(Dataset records)
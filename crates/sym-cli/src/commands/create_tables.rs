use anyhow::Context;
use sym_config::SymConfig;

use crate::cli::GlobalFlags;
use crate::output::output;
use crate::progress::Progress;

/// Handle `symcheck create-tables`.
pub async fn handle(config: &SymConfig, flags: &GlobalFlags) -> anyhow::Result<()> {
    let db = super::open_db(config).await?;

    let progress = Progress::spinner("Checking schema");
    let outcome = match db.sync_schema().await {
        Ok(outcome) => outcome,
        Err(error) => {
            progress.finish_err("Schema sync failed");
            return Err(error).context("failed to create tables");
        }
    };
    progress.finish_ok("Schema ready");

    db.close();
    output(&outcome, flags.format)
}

...

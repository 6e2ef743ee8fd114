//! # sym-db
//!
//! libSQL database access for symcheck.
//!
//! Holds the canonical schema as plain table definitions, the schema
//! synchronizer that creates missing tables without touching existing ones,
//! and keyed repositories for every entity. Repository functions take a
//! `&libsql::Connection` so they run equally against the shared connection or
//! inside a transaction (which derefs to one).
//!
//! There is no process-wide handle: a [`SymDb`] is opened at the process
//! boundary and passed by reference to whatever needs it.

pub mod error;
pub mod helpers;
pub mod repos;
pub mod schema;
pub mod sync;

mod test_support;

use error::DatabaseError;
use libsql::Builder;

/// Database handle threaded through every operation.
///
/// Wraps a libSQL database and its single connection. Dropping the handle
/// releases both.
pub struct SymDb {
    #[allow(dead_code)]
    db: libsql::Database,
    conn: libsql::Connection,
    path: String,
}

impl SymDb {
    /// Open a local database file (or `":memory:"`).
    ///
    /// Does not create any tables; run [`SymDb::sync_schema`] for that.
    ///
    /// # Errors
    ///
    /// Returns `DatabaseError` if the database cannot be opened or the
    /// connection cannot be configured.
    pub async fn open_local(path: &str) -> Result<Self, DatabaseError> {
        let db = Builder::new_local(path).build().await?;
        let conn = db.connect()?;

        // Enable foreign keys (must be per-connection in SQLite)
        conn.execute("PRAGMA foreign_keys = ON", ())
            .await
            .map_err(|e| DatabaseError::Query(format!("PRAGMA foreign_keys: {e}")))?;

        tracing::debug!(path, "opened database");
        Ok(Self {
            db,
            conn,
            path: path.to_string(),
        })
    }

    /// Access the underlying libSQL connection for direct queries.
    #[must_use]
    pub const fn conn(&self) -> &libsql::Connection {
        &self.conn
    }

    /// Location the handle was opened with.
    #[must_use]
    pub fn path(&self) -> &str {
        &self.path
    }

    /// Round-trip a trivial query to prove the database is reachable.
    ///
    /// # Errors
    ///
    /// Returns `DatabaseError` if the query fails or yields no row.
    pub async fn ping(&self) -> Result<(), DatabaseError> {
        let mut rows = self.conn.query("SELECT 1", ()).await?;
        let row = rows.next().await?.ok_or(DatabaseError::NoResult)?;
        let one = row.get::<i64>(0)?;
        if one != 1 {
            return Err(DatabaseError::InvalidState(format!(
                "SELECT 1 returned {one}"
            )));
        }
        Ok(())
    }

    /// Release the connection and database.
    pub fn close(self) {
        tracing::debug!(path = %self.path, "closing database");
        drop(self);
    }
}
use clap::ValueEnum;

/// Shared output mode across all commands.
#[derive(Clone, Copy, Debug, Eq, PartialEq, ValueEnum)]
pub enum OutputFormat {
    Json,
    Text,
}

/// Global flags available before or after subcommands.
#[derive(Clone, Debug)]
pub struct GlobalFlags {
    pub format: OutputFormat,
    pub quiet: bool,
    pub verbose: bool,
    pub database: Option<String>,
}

### [What the exercise asks]
The answer is the lines above between the line holding "Dropping the handle" and the line holding "let row = rows.next().await?.ok_or(DatabaseError::NoResult)?;", inclusive, each written out exactly, and no others.

### [Written answer]
/// Wraps a libSQL database and its single connection. Dropping the handle
/// releases both.
pub struct SymDb {
    #[allow(dead_code)]
    db: libsql::Database,
    conn: libsql::Connection,
    path: String,
}

impl SymDb {
    /// Open a local database file (or `":memory:"`).
    ///
    /// Does not create any tables; run [`SymDb::sync_schema`] for that.
    ///
    /// # Errors
    ///
    /// Returns `DatabaseError` if the database cannot be opened or the
    /// connection cannot be configured.
    pub async fn open_local(path: &str) -> Result<Self, DatabaseError> {
        let db = Builder::new_local(path).build().await?;
        let conn = db.connect()?;

        // Enable foreign keys (must be per-connection in SQLite)
        conn.execute("PRAGMA foreign_keys = ON", ())
            .await
            .map_err(|e| DatabaseError::Query(format!("PRAGMA foreign_keys: {e}")))?;

        tracing::debug!(path, "opened database");
        Ok(Self {
            db,
            conn,
            path: path.to_string(),
        })
    }

    /// Access the underlying libSQL connection for direct queries.
    #[must_use]
    pub const fn conn(&self) -> &libsql::Connection {
        &self.conn
    }

    /// Location the handle was opened with.
    #[must_use]
    pub fn path(&self) -> &str {
        &self.path
    }

    /// Round-trip a trivial query to prove the database is reachable.
    ///
    /// # Errors
    ///
    /// Returns `DatabaseError` if the query fails or yields no row.
    pub async fn ping(&self) -> Result<(), DatabaseError> {
        let mut rows = self.conn.query("SELECT 1", ()).await?;
        let row = rows.next().await?.ok_or(DatabaseError::NoResult)?;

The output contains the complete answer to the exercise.